For each line below that holds the word "from", make a copy.
Segment Start: EXERCISE DATA
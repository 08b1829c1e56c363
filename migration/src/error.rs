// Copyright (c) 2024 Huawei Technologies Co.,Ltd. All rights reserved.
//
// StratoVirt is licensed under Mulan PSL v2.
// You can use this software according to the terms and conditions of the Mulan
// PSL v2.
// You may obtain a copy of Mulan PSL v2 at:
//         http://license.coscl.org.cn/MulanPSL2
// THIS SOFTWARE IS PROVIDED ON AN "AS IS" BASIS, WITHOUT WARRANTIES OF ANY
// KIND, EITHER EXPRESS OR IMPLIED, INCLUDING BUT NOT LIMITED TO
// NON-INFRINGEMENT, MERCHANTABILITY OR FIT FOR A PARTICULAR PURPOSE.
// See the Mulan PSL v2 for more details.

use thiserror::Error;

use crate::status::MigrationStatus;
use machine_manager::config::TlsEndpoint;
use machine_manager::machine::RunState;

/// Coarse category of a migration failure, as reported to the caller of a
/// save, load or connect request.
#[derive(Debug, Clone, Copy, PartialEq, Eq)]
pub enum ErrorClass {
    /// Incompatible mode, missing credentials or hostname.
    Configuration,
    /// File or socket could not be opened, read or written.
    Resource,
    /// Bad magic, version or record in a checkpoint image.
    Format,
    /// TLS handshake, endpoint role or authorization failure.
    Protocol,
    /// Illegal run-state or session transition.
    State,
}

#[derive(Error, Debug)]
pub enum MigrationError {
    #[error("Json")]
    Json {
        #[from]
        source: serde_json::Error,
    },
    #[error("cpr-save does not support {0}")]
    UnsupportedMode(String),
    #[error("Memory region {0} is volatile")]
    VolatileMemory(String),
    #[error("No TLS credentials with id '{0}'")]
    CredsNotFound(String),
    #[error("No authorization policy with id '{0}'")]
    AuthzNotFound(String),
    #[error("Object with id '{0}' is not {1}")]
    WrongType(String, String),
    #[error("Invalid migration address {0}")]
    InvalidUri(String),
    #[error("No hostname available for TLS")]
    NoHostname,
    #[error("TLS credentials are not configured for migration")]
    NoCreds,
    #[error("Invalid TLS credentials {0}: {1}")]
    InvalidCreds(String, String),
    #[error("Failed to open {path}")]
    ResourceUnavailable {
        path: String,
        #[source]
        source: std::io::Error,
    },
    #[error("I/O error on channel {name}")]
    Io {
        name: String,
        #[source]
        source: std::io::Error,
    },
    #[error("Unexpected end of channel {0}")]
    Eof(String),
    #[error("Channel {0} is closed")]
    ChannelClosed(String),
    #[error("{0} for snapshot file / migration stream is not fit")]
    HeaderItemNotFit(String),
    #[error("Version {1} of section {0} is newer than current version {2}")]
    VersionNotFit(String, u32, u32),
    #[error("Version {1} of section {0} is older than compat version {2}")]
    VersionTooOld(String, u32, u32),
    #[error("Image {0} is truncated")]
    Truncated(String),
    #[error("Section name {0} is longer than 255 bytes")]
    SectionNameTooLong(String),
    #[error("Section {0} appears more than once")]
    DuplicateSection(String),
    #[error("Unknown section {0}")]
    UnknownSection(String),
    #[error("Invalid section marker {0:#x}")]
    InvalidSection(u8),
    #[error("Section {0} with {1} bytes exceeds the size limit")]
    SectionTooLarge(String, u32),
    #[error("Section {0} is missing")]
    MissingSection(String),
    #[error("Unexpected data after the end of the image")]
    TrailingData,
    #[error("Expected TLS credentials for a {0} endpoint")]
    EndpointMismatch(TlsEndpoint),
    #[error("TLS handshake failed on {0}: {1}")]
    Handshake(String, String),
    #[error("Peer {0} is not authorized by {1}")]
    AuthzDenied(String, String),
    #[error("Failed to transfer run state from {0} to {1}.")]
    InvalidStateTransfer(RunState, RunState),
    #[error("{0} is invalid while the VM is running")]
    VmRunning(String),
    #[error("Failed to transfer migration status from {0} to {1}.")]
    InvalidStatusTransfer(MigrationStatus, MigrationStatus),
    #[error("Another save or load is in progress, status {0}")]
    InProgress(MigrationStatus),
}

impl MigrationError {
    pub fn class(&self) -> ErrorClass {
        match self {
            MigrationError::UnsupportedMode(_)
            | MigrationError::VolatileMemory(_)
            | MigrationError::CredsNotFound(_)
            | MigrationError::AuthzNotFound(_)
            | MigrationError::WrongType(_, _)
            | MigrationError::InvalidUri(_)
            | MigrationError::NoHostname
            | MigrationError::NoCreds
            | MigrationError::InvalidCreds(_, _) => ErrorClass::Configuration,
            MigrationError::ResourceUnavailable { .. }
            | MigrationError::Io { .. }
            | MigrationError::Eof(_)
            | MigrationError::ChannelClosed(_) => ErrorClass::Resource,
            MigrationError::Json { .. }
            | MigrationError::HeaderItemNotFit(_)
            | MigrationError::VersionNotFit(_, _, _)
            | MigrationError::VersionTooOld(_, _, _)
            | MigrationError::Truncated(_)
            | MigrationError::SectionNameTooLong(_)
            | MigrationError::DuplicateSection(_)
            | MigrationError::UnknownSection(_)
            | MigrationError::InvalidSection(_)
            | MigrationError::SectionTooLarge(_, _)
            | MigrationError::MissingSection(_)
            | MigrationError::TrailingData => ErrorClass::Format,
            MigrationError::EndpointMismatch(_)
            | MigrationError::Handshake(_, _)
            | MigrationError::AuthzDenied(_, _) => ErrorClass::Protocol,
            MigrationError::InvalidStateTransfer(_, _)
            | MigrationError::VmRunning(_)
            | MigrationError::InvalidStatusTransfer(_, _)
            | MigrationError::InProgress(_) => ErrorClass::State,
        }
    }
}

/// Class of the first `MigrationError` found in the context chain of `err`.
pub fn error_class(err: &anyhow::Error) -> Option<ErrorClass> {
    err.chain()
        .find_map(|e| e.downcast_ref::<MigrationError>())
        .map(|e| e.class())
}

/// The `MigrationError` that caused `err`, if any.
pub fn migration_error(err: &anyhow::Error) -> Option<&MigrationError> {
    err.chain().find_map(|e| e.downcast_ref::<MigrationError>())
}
Segment End: EXERCISE DATA
◆ EXERCISE RESPONSE:
        #[from]
    #[error("Failed to transfer run state from {0} to {1}.")]
    #[error("Failed to transfer migration status from {0} to {1}.")]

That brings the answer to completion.